# Problem to solve
Tally the lines below containing "DocumentError" and report only the total.
------
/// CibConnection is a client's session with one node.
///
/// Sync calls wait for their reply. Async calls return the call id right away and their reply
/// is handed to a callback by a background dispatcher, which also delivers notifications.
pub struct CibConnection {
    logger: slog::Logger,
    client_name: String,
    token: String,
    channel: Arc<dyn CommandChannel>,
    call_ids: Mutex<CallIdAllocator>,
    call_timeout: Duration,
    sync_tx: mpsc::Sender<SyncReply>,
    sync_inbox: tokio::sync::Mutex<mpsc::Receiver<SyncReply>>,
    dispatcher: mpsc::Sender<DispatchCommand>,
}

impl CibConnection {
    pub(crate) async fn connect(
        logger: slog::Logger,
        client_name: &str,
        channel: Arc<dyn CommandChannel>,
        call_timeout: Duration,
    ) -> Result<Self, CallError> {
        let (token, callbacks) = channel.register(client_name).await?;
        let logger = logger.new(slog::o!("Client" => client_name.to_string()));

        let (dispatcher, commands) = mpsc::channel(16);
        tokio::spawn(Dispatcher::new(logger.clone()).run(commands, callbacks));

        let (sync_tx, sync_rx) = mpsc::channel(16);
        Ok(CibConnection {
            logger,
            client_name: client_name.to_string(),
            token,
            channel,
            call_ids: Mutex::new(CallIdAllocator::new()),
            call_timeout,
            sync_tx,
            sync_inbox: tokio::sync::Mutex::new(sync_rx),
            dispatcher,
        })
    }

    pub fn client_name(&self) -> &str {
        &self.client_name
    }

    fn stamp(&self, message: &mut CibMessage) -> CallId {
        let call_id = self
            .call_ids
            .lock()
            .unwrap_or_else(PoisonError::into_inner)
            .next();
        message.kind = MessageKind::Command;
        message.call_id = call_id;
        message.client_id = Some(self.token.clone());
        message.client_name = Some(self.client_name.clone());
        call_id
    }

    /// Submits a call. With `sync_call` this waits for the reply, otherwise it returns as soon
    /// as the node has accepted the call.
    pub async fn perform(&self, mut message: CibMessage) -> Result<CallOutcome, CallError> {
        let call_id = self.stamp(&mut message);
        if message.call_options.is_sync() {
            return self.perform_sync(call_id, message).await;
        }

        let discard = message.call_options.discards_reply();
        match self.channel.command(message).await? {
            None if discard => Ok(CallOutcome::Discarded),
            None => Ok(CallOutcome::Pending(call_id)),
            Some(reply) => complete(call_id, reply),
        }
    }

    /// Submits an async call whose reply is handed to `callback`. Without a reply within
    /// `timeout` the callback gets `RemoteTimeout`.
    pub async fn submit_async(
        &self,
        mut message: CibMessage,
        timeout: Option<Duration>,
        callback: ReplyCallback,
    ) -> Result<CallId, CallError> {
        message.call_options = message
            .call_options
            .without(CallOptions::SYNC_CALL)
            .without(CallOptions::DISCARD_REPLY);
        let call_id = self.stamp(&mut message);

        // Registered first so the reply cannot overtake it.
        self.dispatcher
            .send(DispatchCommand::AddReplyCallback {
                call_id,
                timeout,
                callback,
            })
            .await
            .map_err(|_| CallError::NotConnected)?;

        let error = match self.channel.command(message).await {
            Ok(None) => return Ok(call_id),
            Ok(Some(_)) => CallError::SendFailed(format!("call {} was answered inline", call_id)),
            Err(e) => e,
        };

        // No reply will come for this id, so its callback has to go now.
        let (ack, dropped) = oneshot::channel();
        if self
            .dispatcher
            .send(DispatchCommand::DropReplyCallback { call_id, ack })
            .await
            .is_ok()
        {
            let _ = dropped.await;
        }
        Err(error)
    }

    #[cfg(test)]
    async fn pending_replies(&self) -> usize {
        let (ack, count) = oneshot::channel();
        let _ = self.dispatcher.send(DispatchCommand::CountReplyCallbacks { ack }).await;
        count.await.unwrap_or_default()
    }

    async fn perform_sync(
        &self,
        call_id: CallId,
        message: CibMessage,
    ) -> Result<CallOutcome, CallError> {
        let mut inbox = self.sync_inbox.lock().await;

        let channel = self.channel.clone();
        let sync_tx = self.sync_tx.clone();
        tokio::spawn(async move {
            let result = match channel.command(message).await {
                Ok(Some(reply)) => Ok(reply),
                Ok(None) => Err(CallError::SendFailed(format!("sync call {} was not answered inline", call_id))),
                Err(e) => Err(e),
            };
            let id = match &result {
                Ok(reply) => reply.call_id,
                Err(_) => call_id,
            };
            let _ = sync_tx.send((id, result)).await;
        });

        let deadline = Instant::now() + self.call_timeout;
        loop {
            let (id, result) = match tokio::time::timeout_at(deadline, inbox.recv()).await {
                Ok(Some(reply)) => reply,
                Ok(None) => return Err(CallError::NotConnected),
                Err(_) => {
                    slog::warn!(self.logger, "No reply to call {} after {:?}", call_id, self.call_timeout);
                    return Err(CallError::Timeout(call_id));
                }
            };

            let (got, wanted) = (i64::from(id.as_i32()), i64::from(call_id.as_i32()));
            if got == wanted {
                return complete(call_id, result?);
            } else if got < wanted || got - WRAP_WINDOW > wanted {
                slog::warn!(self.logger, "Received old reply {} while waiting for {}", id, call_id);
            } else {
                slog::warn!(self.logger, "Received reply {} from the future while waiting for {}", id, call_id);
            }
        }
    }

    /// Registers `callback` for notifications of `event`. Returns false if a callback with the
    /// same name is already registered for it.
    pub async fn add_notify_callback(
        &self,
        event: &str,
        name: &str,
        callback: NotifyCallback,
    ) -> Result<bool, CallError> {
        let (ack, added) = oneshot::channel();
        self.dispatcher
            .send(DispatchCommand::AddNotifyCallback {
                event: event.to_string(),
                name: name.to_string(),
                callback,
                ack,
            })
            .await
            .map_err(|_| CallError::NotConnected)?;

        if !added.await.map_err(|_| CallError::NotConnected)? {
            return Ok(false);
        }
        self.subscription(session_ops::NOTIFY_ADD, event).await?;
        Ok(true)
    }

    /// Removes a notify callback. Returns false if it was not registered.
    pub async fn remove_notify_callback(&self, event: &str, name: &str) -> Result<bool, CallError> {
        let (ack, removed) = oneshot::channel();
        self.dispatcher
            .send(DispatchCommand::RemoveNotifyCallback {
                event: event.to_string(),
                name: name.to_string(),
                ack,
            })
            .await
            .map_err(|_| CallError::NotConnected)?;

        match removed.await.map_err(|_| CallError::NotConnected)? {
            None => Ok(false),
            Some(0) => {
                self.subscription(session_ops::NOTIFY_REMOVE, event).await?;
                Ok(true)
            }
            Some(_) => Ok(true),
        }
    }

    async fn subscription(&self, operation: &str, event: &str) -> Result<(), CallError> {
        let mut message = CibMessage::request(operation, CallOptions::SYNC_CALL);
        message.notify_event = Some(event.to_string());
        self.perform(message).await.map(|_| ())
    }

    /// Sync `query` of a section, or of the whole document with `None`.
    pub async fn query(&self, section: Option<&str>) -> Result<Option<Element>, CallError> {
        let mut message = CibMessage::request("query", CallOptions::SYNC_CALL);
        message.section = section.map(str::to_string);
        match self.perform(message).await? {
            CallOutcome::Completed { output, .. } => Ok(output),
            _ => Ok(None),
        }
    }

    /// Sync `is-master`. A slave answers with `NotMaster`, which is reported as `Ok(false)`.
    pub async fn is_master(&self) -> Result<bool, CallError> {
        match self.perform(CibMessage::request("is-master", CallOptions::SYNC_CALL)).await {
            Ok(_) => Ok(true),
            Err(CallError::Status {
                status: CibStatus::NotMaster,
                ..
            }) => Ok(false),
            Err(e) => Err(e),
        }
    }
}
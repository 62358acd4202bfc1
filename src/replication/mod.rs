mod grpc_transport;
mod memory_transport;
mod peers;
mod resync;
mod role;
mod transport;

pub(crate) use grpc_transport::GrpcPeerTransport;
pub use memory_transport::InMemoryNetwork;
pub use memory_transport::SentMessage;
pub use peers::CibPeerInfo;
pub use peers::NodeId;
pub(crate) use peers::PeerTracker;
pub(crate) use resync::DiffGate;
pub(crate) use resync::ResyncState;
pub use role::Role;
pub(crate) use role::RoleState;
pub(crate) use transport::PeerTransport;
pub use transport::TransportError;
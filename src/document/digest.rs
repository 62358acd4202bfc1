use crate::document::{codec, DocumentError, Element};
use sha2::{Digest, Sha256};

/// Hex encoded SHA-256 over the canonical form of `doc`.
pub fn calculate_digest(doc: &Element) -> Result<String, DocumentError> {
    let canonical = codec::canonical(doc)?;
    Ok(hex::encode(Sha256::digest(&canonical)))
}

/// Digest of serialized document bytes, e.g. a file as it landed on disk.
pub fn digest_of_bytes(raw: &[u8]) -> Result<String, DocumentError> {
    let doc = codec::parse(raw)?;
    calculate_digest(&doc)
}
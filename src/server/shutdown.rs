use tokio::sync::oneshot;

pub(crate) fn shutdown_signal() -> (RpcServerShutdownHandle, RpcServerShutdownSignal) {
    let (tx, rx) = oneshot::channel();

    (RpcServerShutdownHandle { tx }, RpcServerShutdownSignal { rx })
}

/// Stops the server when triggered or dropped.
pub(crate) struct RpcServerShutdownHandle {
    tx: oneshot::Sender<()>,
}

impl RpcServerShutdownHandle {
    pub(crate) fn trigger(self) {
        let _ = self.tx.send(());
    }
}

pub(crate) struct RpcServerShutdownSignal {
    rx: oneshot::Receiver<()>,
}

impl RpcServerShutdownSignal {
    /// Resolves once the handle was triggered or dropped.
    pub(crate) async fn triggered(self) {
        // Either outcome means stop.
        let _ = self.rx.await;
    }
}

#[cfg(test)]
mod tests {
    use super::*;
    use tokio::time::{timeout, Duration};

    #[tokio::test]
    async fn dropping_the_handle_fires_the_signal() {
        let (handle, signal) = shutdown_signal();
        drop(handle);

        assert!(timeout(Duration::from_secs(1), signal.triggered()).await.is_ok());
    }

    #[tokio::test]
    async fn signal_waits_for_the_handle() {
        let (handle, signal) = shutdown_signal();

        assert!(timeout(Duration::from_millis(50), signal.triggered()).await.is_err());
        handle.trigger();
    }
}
------
# Worked solution
3